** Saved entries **
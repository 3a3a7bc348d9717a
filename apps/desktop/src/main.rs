use std::time::Duration;

use anyhow::{bail, Context, Result};
use clap::Parser;
use client_core::{load_settings, ContentStudio, StudioError, StudioEvent};
use shared::{
    domain::{ContentType, Tone},
    protocol::{GenerationEvent, DEFAULT_WORD_COUNT},
};
use tokio::sync::broadcast::error::RecvError;
use tracing::{info, warn};

/// Runs one simulated generation without the GUI.
#[derive(Parser, Debug)]
struct Args {
    #[arg(long)]
    keyword: String,
    #[arg(long, default_value = "US")]
    location: String,
    #[arg(long, default_value = "blog")]
    content_type: ContentType,
    #[arg(long, default_value_t = DEFAULT_WORD_COUNT)]
    word_count: u32,
    #[arg(long, default_value = "professional")]
    tone: Tone,
    #[arg(long)]
    audience: String,
    #[arg(long = "competitor-url")]
    competitor_urls: Vec<String>,
    #[arg(long = "internal-link")]
    internal_links: Vec<String>,
    #[arg(long)]
    no_images: bool,
    /// Cancel the run after this many milliseconds.
    #[arg(long)]
    cancel_after_ms: Option<u64>,
    /// Print every generation event as a JSON line.
    #[arg(long)]
    events: bool,
}

#[tokio::main]
async fn main() -> Result<()> {
    tracing_subscriber::fmt()
        .with_env_filter("info")
        .with_writer(std::io::stderr)
        .init();
    let args = Args::parse();
    let settings = load_settings()?;

    let mut studio = ContentStudio::from_settings(&settings)?;
    let mut events = studio.subscribe_events();

    {
        let wizard = studio.wizard_mut();
        let values = wizard
            .values_mut()
            .context("wizard is not accepting input")?;
        values.keyword = args.keyword;
        values.location = args.location;
        values.content_type = Some(args.content_type);
        values.word_count = args.word_count;
        values.tone = Some(args.tone);
        values.include_images = !args.no_images;
        values.target_audience = args.audience;
        values.competitor_urls = args.competitor_urls;
        values.internal_links = args.internal_links;
        while wizard.next() {}
    }

    match studio.submit().await {
        Ok(brief) => info!(keyword = %brief.keyword, "generation started"),
        Err(StudioError::Wizard(err)) => {
            if let Some(errors) = err.validation_errors() {
                for field in errors.iter() {
                    eprintln!("{}: {}", field.field, field.message);
                }
            }
            bail!("submit failed: {err}");
        }
        Err(err) => return Err(err.into()),
    }

    let mut cancel_at = args
        .cancel_after_ms
        .map(|ms| tokio::time::Instant::now() + Duration::from_millis(ms));

    loop {
        let next = match cancel_at {
            Some(deadline) => match tokio::time::timeout_at(deadline, events.recv()).await {
                Ok(event) => event,
                Err(_) => {
                    cancel_at = None;
                    studio.cancel();
                    continue;
                }
            },
            None => events.recv().await,
        };

        let event = match next {
            Ok(StudioEvent::Generation(event)) => event,
            Ok(_) => continue,
            Err(RecvError::Lagged(skipped)) => {
                warn!(skipped, "dropped progress events");
                continue;
            }
            Err(RecvError::Closed) => bail!("generation ended without a result"),
        };

        if args.events {
            println!("{}", serde_json::to_string(&event)?);
        }
        match event {
            GenerationEvent::Progress(progress) => {
                if !args.events {
                    eprintln!(
                        "{:>3}% {}",
                        progress.rounded_percent(),
                        progress.active_stage().title()
                    );
                }
            }
            GenerationEvent::Completed { result } => {
                if !args.events {
                    println!("{}", serde_json::to_string_pretty(&result)?);
                }
                return Ok(());
            }
            GenerationEvent::Cancelled => {
                eprintln!("generation cancelled");
                return Ok(());
            }
        }
    }
}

** Brief **
Whenever a line includes the word "time", pull it out of the entries.

** Answer space **
use std::time::Duration;
        .map(|ms| tokio::time::Instant::now() + Duration::from_millis(ms));
            Some(deadline) => match tokio::time::timeout_at(deadline, events.recv()).await {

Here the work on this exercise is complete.